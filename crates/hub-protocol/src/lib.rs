//! Hub Protocol - Line-oriented wire protocol for the chat hub
//!
//! This crate defines both directions of the newline-terminated UTF-8
//! text protocol:
//!
//! - [`ServerFrame`] - frames the hub sends to peers (`SUBMITNAME`,
//!   `NAMEACCEPTED`, `USERLIST`, `USERJOINED`, `USERLEFT`, `MESSAGE`)
//! - [`ClientCommand`] - commands peers send while active
//!   (`BROADCAST`, `PRIVATE`)
//!
//! A line is one frame; a message must not itself contain the line
//! terminator. Unknown or malformed client input parses to `None` and
//! is dropped by the session without closing the connection.

pub mod command;
pub mod frame;

pub use command::ClientCommand;
pub use frame::{FrameError, MessageScope, ServerFrame, SERVER_SENDER};
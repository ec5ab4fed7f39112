//! Message dispatch over the registry's peer map.
//!
//! The router is stateless: every function takes the peer map owned by
//! the registry actor and is only ever called from inside the actor's
//! command loop, so resolution and delivery happen within the
//! registry's critical section.
//!
//! Delivery is a non-blocking push onto the recipient's unbounded
//! outbound queue. A send can only fail when the peer's writer task is
//! already gone (mid-disconnect); that loss is best-effort by contract
//! and never affects other recipients.

use tracing::debug;

use hub_core::PeerName;
use hub_protocol::ServerFrame;

use crate::registry::{PeerEntry, PeerMap};

/// Delivers a broadcast to every admitted peer, the sender included.
pub(crate) fn broadcast(peers: &PeerMap, sender: &PeerName, text: &str) {
    let frame = ServerFrame::broadcast(sender, text);
    for (name, entry) in peers {
        deliver(name, entry, frame.clone());
    }
    debug!(sender = %sender, recipients = peers.len(), "broadcast dispatched");
}

/// Delivers a private message to each named recipient.
///
/// Recipients are resolved independently; names that are not admitted
/// (or could never be valid names) are skipped without surfacing an
/// error to the sender.
pub(crate) fn private(peers: &PeerMap, sender: &PeerName, recipients: &[String], text: &str) {
    let frame = ServerFrame::private(sender, text);
    let mut delivered = 0usize;

    for recipient in recipients {
        let Ok(name) = PeerName::parse(recipient) else {
            debug!(sender = %sender, recipient = %recipient, "skipping unaddressable recipient");
            continue;
        };
        match peers.get(&name) {
            Some(entry) => {
                deliver(&name, entry, frame.clone());
                delivered += 1;
            }
            None => {
                debug!(sender = %sender, recipient = %name, "skipping unknown recipient");
            }
        }
    }

    debug!(
        sender = %sender,
        requested = recipients.len(),
        delivered,
        "private dispatched"
    );
}

/// Announces a fresh admission.
///
/// The new peer receives `NAMEACCEPTED` followed by the full
/// membership snapshot (which includes itself); every other peer
/// receives the incremental `USERJOINED`. Called with the map already
/// containing the new peer.
pub(crate) fn announce_admission(peers: &PeerMap, joined: &PeerName) {
    let mut names: Vec<&PeerName> = peers.keys().collect();
    names.sort();
    let snapshot = ServerFrame::user_list(names);
    let announcement = ServerFrame::user_joined(joined);

    for (name, entry) in peers {
        if name == joined {
            deliver(name, entry, ServerFrame::NameAccepted);
            deliver(name, entry, snapshot.clone());
        } else {
            deliver(name, entry, announcement.clone());
        }
    }
}

/// Announces a departure to every remaining peer.
///
/// Each remaining peer receives `USERLEFT` plus a human-readable chat
/// line from the hub. Called with the map already missing the peer.
pub(crate) fn announce_departure(peers: &PeerMap, departed: &PeerName) {
    let announcement = ServerFrame::user_left(departed);
    let notice = ServerFrame::server_notice(format!("{departed} has left the chat."));

    for (name, entry) in peers {
        deliver(name, entry, announcement.clone());
        deliver(name, entry, notice.clone());
    }
}

/// Pushes one frame onto a peer's outbound queue.
fn deliver(name: &PeerName, entry: &PeerEntry, frame: ServerFrame) {
    if entry.outbound.send(frame).is_err() {
        // Writer task already gone - the peer is mid-disconnect and
        // its eviction will arrive shortly.
        debug!(peer = %name, "dropped frame for departing peer");
    }
}
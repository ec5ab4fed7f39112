//! Hub Daemon - session registry and broadcast server
//!
//! This crate provides the server side of the chat hub:
//! - `registry` - registry actor arbitrating name uniqueness and
//!   owning every peer's outbound queue
//! - `router` - stateless dispatch of broadcast/private messages and
//!   membership announcements
//! - `server` - TCP acceptor and per-connection session handlers
//! - `config` - layered daemon configuration
//!
//! # Architecture
//!
//! ```text
//! ┌─────────────────────────────────────────────────────────────┐
//! │                      hubd daemon                            │
//! ├─────────────────────────────────────────────────────────────┤
//! │                                                             │
//! │  ┌─────────────────┐     ┌─────────────────────────────┐   │
//! │  │    HubServer    │────▶│       RegistryActor         │   │
//! │  │ (TCP acceptor)  │     │ (name map + outbound queues)│   │
//! │  └────────┬────────┘     └──────────────┬──────────────┘   │
//! │           │ accept()                    │ router::deliver   │
//! │           ▼                             ▼                   │
//! │  ┌─────────────────┐     ┌─────────────────────────────┐   │
//! │  │     Session     │     │   per-peer writer tasks     │   │
//! │  │ (per connection)│     │ (serialized stream writes)  │   │
//! │  └─────────────────┘     └─────────────────────────────┘   │
//! │                                                             │
//! └─────────────────────────────────────────────────────────────┘
//! ```
//!
//! Every cross-session write goes through the owning session's
//! outbound queue, so delivered lines are never interleaved. The
//! registry actor processes commands sequentially, which makes
//! admission, eviction, snapshots, and the announcements they trigger
//! a single critical section.
//!
//! # Panic-Free Guarantees
//!
//! All production code in this crate follows the panic-free policy:
//! - No `.unwrap()`, `.expect()`, `panic!()`, `unreachable!()`, `todo!()`
//! - All fallible operations return `Result` or `Option`
//! - Channel operations handle closure gracefully

pub mod config;
pub mod registry;
pub(crate) mod router;
pub mod server;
* * *
### What you have to do:
Once you have counted the lines above that contain "config", give that number alone.

### Answer area:
2